(Beginning of Recorded information)
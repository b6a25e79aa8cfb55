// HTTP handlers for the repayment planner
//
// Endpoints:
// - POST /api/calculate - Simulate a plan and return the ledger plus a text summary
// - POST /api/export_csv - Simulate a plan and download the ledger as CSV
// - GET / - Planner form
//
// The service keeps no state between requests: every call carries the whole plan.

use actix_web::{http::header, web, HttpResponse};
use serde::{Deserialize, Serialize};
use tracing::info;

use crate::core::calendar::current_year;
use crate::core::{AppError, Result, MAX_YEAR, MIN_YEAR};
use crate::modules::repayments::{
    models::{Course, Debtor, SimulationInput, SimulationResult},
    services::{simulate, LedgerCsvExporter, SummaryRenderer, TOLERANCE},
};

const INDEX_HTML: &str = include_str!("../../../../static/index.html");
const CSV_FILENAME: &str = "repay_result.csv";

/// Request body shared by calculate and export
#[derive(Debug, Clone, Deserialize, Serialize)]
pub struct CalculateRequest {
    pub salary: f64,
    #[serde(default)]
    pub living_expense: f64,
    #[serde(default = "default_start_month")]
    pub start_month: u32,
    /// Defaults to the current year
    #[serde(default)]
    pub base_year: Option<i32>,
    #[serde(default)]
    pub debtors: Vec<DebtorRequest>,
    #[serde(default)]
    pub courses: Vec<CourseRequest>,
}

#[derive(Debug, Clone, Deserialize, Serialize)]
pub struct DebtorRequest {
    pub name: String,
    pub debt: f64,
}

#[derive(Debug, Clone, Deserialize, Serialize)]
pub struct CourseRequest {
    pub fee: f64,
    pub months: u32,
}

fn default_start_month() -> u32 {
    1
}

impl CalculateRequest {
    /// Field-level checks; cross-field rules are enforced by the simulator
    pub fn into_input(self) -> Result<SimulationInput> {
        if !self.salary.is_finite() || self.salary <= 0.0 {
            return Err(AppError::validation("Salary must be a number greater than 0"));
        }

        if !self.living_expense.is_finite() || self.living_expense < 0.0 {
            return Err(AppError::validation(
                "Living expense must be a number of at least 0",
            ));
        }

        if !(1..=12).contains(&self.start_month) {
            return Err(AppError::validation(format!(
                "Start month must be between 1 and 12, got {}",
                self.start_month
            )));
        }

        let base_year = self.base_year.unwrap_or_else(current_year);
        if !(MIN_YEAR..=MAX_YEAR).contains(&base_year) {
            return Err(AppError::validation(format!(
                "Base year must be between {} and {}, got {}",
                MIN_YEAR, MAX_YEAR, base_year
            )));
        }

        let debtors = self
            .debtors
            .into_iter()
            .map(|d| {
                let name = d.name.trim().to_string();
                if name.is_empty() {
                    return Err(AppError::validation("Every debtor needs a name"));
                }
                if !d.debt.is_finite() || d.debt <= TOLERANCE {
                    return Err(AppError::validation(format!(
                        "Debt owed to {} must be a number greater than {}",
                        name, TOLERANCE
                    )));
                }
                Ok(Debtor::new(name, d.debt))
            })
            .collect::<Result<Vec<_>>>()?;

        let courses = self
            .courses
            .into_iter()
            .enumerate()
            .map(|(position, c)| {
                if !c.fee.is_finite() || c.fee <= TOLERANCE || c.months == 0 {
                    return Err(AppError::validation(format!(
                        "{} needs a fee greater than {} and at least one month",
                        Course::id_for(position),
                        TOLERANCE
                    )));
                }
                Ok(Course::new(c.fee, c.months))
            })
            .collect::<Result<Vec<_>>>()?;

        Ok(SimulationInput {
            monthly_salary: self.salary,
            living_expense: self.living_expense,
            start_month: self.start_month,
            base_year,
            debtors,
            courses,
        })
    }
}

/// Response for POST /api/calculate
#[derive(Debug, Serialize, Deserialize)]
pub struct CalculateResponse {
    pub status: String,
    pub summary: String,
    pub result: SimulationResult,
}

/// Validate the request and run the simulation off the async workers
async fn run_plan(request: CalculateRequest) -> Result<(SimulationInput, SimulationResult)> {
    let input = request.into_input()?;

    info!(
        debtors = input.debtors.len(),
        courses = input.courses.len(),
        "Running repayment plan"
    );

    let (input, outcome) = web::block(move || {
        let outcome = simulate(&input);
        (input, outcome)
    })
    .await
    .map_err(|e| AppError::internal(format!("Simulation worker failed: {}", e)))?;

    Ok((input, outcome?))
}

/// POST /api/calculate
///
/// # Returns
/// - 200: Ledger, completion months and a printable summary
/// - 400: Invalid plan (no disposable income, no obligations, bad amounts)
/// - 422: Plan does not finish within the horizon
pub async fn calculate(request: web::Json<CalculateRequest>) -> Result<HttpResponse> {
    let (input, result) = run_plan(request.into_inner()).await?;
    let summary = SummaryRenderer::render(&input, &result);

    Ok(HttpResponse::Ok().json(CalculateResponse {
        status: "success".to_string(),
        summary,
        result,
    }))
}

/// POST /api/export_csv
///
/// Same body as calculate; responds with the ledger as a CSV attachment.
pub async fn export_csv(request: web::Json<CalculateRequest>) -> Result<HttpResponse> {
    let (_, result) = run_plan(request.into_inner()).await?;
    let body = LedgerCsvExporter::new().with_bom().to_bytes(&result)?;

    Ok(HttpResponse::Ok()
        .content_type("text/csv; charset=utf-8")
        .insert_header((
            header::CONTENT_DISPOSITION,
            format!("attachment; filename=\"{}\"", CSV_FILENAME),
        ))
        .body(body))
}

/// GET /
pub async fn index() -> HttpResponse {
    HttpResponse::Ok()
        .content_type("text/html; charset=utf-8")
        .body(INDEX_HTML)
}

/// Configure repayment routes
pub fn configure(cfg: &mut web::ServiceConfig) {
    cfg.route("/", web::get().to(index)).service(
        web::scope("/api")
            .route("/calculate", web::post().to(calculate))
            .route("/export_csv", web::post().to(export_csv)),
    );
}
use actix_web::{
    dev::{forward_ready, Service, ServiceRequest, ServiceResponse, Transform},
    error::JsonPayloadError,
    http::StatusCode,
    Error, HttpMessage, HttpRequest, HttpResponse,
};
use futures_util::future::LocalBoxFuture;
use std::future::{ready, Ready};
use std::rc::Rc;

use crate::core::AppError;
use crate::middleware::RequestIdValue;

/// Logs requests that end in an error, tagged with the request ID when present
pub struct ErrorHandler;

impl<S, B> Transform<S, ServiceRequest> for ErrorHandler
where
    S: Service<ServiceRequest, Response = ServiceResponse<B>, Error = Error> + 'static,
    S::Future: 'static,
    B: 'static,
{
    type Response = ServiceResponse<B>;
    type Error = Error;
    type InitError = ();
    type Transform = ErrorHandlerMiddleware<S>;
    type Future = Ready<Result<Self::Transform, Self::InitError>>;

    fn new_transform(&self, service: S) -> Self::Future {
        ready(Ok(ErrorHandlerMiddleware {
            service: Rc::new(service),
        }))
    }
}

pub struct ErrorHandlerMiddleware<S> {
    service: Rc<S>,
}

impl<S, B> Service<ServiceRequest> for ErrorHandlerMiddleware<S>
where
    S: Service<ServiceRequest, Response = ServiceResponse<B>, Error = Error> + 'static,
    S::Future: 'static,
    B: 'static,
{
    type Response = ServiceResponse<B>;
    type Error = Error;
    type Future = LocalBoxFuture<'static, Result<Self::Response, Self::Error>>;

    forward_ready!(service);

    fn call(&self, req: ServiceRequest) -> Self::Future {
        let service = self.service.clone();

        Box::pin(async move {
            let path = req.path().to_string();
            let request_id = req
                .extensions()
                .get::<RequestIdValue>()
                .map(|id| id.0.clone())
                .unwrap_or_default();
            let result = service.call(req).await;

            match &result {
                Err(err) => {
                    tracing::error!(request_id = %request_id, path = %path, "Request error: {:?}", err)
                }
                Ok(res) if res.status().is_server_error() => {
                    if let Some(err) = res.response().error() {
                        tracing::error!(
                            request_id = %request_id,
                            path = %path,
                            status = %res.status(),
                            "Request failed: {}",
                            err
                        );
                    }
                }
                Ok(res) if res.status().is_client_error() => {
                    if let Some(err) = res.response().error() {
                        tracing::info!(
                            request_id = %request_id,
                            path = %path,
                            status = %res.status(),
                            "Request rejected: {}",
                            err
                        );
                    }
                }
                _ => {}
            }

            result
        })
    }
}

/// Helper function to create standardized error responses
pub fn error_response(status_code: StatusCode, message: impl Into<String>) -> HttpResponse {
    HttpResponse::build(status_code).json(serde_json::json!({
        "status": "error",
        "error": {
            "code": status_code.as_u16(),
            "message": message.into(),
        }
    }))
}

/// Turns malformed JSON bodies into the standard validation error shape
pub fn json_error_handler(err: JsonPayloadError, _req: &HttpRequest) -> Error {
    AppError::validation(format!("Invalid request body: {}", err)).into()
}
(End of Recorded information)
| Exercise description |
State how many lines of the entries contain the word "LocalBoxFuture". Nothing besides the number belongs in the reply.

| Solution for this task |
2